We do not believe that the use of either "extendible" or "renewable" should be given sacramental
significance. The important task in contract interpretation is always the ascertainment of the intention
of the contracting parties and that task is of course to be discharged by looking to the words they
used to project that intention in their contract, all the words not just a particular word or two, and
words in context not words standing alone. In the case at bar, the intent of the parties is observable
with sufficient clarity and specificity in the language they used.

It is also important to bear in mind that in a reciprocal contract like a lease, the period of the lease
must be deemed to have been agreed upon for the benefit of both parties, absent language showing
that the term was deliberately set for the benefit of the lessee or lessor alone. 15 We are not aware of
any presumption in law that the term of a lease is designed for the benefit of the lessee
alone. Koh and Cruz in effect rested upon such a presumption. But that presumption cannot
reasonably be indulged in casually in an era of rapid economic change, marked among other things,
volatile costs of living and fluctuations in the value of the domestic currency. The longer the period
the more clearly unreasonable such a presumption would be. In an age like that we live in, very
specific language is necessary to show an intent to grant a unilateral faculty to extend or renew a
contract of lease to the lessee alone, or to the lessor alone for that matter. We hold that the above-
quoted rulings in Koh v. Ongsiaco and Cruz v. Albertoshould be and are overruled.

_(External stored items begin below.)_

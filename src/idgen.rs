//! Ticket id allocation over the durable day-scoped counter.
//!
//! The store's counter statement is the atomic region; everything here is
//! formatting. A failure reaching the counter surfaces as
//! `StoreError::CounterUnavailable` — callers must abort rather than
//! fabricate an id.

use std::sync::Arc;

use chrono::NaiveDate;
use tracing::debug;

use crate::error::StoreError;
use crate::store::TicketStore;
use crate::ticket::{format_final_id, format_temp_id};

/// Allocates unique, monotonically-ordered ticket identifiers.
#[derive(Clone)]
pub struct IdGenerator {
    store: Arc<dyn TicketStore>,
}

impl IdGenerator {
    pub fn new(store: Arc<dyn TicketStore>) -> Self {
        Self { store }
    }

    /// Reserve the next sequence number for `date`.
    pub async fn next(&self, date: NaiveDate) -> Result<u64, StoreError> {
        let day = date.format("%Y%m%d").to_string();
        let seq = self.store.next_sequence(&day).await?;
        debug!(day, seq, "Reserved ticket sequence");
        Ok(seq)
    }

    /// Draw a final ticket id: `TKT-YYYYMMDD-NNNN`.
    pub async fn next_final_id(&self, date: NaiveDate) -> Result<String, StoreError> {
        Ok(format_final_id(date, self.next(date).await?))
    }

    /// Draw a temporary ticket id: `TEMP-<STAGE>-YYYYMMDD-NNNN`.
    pub async fn next_temp_id(
        &self,
        stage_token: &str,
        date: NaiveDate,
    ) -> Result<String, StoreError> {
        Ok(format_temp_id(stage_token, date, self.next(date).await?))
    }
}
//! Schema migrations, applied in order and tracked via `PRAGMA user_version`.

use libsql::Connection;

use crate::error::StoreError;

/// Ordered migration steps. Append only — never edit a shipped step.
const MIGRATIONS: &[&str] = &[
    // V1: tickets table. Full record lives in the `data` JSON column;
    // the flat columns exist for indexing and dashboard filters.
    "CREATE TABLE IF NOT EXISTS tickets (
        id          TEXT PRIMARY KEY,
        thread_id   TEXT NOT NULL,
        version     INTEGER NOT NULL,
        day         TEXT NOT NULL,
        stage       TEXT NOT NULL,
        status      TEXT NOT NULL,
        subcategory TEXT,
        team        TEXT,
        data        TEXT NOT NULL,
        created_at  TEXT NOT NULL,
        updated_at  TEXT NOT NULL
    );
    CREATE INDEX IF NOT EXISTS idx_tickets_thread ON tickets(thread_id);
    CREATE INDEX IF NOT EXISTS idx_tickets_status ON tickets(status);
    CREATE INDEX IF NOT EXISTS idx_tickets_day ON tickets(day);",
    // V2: one durable counter row per calendar day.
    "CREATE TABLE IF NOT EXISTS counters (
        day   TEXT PRIMARY KEY,
        value INTEGER NOT NULL
    );",
];

/// Apply all pending migrations.
pub async fn run(conn: &Connection) -> Result<(), StoreError> {
    let current = user_version(conn).await?;

    for (i, step) in MIGRATIONS.iter().enumerate() {
        let version = (i + 1) as i64;
        if version <= current {
            continue;
        }
        conn.execute_batch(step)
            .await
            .map_err(|e| StoreError::Migration(format!("step {version}: {e}")))?;
        conn.execute(&format!("PRAGMA user_version = {version}"), ())
            .await
            .map_err(|e| StoreError::Migration(format!("set user_version {version}: {e}")))?;
        tracing::debug!(version, "Applied schema migration");
    }
    Ok(())
}

async fn user_version(conn: &Connection) -> Result<i64, StoreError> {
    let mut rows = conn
        .query("PRAGMA user_version", ())
        .await
        .map_err(|e| StoreError::Migration(format!("read user_version: {e}")))?;
    let row = rows
        .next()
        .await
        .map_err(|e| StoreError::Migration(e.to_string()))?
        .ok_or_else(|| StoreError::Migration("user_version returned no rows".into()))?;
    row.get::<i64>(0)
        .map_err(|e| StoreError::Migration(e.to_string()))
}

Petitioner's contention that respondent had assured him over the telephone that the latter would
willingly renew the lease for another ten (10) years upon expiration of the original term, does not
persuade. Neither does his claim that he would not have agreed to retain the clause providing for
ownership of improvements made by the lessee vesting upon the lessor at the expiration of the
lease, had respondent not given him such assurance. The Court of Appeals noted that petitioner is a
lawyer and was, at the time of entering into the contract, aware of the fact that private respondent
might exercise the option not to renew and that the option to renew was not his alone.
Notwithstanding this awareness, petitioner entered into the lease agreement, probably convinced
that he would not only recover the costs of all the improvements he proposed to introduce into the
leased lot but also make profits in the process. In any event, an alleged verbal assurance of renewal
of a lease is inadmissible to qualify the terms of the written lease agreement under the parole
evidence rule 16 and unenforceable under the Statute of Frauds. 17

WHEREFORE, the Petition for Review is DENIED and the Decision of the Court of Appeals dated 9
June 1987 is hereby AFFIRMED. Costs against petitioner.